EXERCISE OBJECTIVE. Repeat the material in full. Keep every line exactly as it is.

RECORDS FOR THE EXERCISE.
····················

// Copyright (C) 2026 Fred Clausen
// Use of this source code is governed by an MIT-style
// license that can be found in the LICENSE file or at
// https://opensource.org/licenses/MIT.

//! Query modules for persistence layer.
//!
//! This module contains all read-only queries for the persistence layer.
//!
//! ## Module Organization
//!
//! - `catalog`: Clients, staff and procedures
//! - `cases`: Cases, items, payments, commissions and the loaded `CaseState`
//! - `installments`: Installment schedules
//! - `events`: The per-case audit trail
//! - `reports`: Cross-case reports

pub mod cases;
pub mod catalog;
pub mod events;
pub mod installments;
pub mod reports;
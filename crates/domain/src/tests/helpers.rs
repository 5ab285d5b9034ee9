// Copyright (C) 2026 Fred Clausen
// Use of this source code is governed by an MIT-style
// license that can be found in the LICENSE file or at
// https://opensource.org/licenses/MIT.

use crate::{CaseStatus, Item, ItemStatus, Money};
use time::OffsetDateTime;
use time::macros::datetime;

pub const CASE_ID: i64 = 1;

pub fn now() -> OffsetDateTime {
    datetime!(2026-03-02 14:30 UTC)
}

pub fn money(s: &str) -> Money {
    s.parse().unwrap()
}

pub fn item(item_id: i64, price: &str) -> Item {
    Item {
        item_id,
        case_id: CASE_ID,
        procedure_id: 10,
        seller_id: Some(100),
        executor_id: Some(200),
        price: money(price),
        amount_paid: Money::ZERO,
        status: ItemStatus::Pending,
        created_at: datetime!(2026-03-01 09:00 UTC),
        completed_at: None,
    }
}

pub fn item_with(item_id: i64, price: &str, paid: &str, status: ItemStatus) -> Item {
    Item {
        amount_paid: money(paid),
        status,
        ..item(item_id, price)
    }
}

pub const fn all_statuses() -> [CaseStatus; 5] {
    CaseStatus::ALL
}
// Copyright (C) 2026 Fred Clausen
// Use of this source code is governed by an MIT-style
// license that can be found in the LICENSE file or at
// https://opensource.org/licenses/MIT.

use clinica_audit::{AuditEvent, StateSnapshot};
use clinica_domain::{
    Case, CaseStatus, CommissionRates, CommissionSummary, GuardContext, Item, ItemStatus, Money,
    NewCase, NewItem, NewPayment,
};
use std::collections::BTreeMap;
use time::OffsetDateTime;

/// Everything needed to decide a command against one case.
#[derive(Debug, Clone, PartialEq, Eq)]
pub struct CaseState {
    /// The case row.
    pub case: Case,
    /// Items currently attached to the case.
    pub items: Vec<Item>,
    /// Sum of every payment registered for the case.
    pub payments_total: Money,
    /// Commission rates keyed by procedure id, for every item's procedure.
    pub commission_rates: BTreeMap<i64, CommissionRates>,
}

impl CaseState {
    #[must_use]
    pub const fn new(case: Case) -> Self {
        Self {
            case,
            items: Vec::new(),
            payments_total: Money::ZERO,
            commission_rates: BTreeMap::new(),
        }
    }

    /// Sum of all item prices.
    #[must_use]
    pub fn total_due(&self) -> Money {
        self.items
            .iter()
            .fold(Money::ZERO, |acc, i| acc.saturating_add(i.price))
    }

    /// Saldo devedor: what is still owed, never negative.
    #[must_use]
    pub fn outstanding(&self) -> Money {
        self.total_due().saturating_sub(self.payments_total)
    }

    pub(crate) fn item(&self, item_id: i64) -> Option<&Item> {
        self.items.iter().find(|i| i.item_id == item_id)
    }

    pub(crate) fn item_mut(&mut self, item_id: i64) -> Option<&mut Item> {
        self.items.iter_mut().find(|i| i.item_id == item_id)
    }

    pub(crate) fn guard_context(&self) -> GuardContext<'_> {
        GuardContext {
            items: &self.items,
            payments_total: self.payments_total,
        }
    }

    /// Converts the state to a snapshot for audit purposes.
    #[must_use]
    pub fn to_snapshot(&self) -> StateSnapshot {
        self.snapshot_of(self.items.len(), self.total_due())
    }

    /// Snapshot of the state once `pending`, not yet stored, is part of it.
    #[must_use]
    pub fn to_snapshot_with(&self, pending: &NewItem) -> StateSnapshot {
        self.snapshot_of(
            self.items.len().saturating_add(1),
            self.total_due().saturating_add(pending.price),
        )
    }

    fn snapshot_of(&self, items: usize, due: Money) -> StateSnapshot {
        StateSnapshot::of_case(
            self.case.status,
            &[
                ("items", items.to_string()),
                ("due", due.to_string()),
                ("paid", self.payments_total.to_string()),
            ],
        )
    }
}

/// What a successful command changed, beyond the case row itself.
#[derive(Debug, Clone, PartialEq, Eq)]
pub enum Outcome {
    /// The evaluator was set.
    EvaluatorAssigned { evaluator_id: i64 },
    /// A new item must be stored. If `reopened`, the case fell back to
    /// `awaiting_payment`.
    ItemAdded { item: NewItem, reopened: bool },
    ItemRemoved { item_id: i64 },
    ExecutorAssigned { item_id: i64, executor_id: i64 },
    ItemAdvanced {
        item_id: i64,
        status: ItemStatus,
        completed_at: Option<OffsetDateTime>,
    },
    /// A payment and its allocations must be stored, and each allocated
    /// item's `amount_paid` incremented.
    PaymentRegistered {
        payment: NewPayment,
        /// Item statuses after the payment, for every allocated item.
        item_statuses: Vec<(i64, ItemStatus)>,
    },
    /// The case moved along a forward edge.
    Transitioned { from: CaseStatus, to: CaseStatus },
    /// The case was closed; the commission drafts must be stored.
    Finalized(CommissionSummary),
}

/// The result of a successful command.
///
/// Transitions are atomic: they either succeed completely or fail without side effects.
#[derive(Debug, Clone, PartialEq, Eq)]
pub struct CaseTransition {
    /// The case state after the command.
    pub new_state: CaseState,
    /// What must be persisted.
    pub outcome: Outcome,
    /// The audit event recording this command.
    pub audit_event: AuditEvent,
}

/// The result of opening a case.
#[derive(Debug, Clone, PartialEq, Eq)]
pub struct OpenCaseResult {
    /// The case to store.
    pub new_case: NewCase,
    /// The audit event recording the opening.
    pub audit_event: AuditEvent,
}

····················

COMPLETED EXERCISE.
// Copyright (C) 2026 Fred Clausen
// Use of this source code is governed by an MIT-style
// license that can be found in the LICENSE file or at
// https://opensource.org/licenses/MIT.

//! Query modules for persistence layer.
//!
//! This module contains all read-only queries for the persistence layer.
//!
//! ## Module Organization
//!
//! - `catalog`: Clients, staff and procedures
//! - `cases`: Cases, items, payments, commissions and the loaded `CaseState`
//! - `installments`: Installment schedules
//! - `events`: The per-case audit trail
//! - `reports`: Cross-case reports

pub mod cases;
pub mod catalog;
pub mod events;
pub mod installments;
pub mod reports;
filename crates/domain/src/tests/helpers.rs
repository 5ab285d5b9034ee9
// Copyright (C) 2026 Fred Clausen
// Use of this source code is governed by an MIT-style
// license that can be found in the LICENSE file or at
// https://opensource.org/licenses/MIT.

use crate::{CaseStatus, Item, ItemStatus, Money};
use time::OffsetDateTime;
use time::macros::datetime;

pub const CASE_ID: i64 = 1;

pub fn now() -> OffsetDateTime {
    datetime!(2026-03-02 14:30 UTC)
}

pub fn money(s: &str) -> Money {
    s.parse().unwrap()
}

pub fn item(item_id: i64, price: &str) -> Item {
    Item {
        item_id,
        case_id: CASE_ID,
        procedure_id: 10,
        seller_id: Some(100),
        executor_id: Some(200),
        price: money(price),
        amount_paid: Money::ZERO,
        status: ItemStatus::Pending,
        created_at: datetime!(2026-03-01 09:00 UTC),
        completed_at: None,
    }
}

pub fn item_with(item_id: i64, price: &str, paid: &str, status: ItemStatus) -> Item {
    Item {
        amount_paid: money(paid),
        status,
        ..item(item_id, price)
    }
}

pub const fn all_statuses() -> [CaseStatus; 5] {
    CaseStatus::ALL
}
// Copyright (C) 2026 Fred Clausen
// Use of this source code is governed by an MIT-style
// license that can be found in the LICENSE file or at
// https://opensource.org/licenses/MIT.

use clinica_audit::{AuditEvent, StateSnapshot};
use clinica_domain::{
    Case, CaseStatus, CommissionRates, CommissionSummary, GuardContext, Item, ItemStatus, Money,
    NewCase, NewItem, NewPayment,
};
use std::collections::BTreeMap;
use time::OffsetDateTime;

/// Everything needed to decide a command against one case.
#[derive(Debug, Clone, PartialEq, Eq)]
pub struct CaseState {
    /// The case row.
    pub case: Case,
    /// Items currently attached to the case.
    pub items: Vec<Item>,
    /// Sum of every payment registered for the case.
    pub payments_total: Money,
    /// Commission rates keyed by procedure id, for every item's procedure.
    pub commission_rates: BTreeMap<i64, CommissionRates>,
}

impl CaseState {
    #[must_use]
    pub const fn new(case: Case) -> Self {
        Self {
            case,
            items: Vec::new(),
            payments_total: Money::ZERO,
            commission_rates: BTreeMap::new(),
        }
    }

    /// Sum of all item prices.
    #[must_use]
    pub fn total_due(&self) -> Money {
        self.items
            .iter()
            .fold(Money::ZERO, |acc, i| acc.saturating_add(i.price))
    }

    /// Saldo devedor: what is still owed, never negative.
    #[must_use]
    pub fn outstanding(&self) -> Money {
        self.total_due().saturating_sub(self.payments_total)
    }

    pub(crate) fn item(&self, item_id: i64) -> Option<&Item> {
        self.items.iter().find(|i| i.item_id == item_id)
    }

    pub(crate) fn item_mut(&mut self, item_id: i64) -> Option<&mut Item> {
        self.items.iter_mut().find(|i| i.item_id == item_id)
    }

    pub(crate) fn guard_context(&self) -> GuardContext<'_> {
        GuardContext {
            items: &self.items,
            payments_total: self.payments_total,
        }
    }

    /// Converts the state to a snapshot for audit purposes.
    #[must_use]
    pub fn to_snapshot(&self) -> StateSnapshot {
        self.snapshot_of(self.items.len(), self.total_due())
    }

    /// Snapshot of the state once `pending`, not yet stored, is part of it.
    #[must_use]
    pub fn to_snapshot_with(&self, pending: &NewItem) -> StateSnapshot {
        self.snapshot_of(
            self.items.len().saturating_add(1),
            self.total_due().saturating_add(pending.price),
        )
    }

    fn snapshot_of(&self, items: usize, due: Money) -> StateSnapshot {
        StateSnapshot::of_case(
            self.case.status,
            &[
                ("items", items.to_string()),
                ("due", due.to_string()),
                ("paid", self.payments_total.to_string()),
            ],
        )
    }
}

/// What a successful command changed, beyond the case row itself.
#[derive(Debug, Clone, PartialEq, Eq)]
pub enum Outcome {
    /// The evaluator was set.
    EvaluatorAssigned { evaluator_id: i64 },
    /// A new item must be stored. If `reopened`, the case fell back to
    /// `awaiting_payment`.
    ItemAdded { item: NewItem, reopened: bool },
    ItemRemoved { item_id: i64 },
    ExecutorAssigned { item_id: i64, executor_id: i64 },
    ItemAdvanced {
        item_id: i64,
        status: ItemStatus,
        completed_at: Option<OffsetDateTime>,
    },
    /// A payment and its allocations must be stored, and each allocated
    /// item's `amount_paid` incremented.
    PaymentRegistered {
        payment: NewPayment,
        /// Item statuses after the payment, for every allocated item.
        item_statuses: Vec<(i64, ItemStatus)>,
    },
    /// The case moved along a forward edge.
    Transitioned { from: CaseStatus, to: CaseStatus },
    /// The case was closed; the commission drafts must be stored.
    Finalized(CommissionSummary),
}

/// The result of a successful command.
///
/// Transitions are atomic: they either succeed completely or fail without side effects.
#[derive(Debug, Clone, PartialEq, Eq)]
pub struct CaseTransition {
    /// The case state after the command.
    pub new_state: CaseState,
    /// What must be persisted.
    pub outcome: Outcome,
    /// The audit event recording this command.
    pub audit_event: AuditEvent,
}

/// The result of opening a case.
#[derive(Debug, Clone, PartialEq, Eq)]
pub struct OpenCaseResult {
    /// The case to store.
    pub new_case: NewCase,
    /// The audit event recording the opening.
    pub audit_event: AuditEvent,
}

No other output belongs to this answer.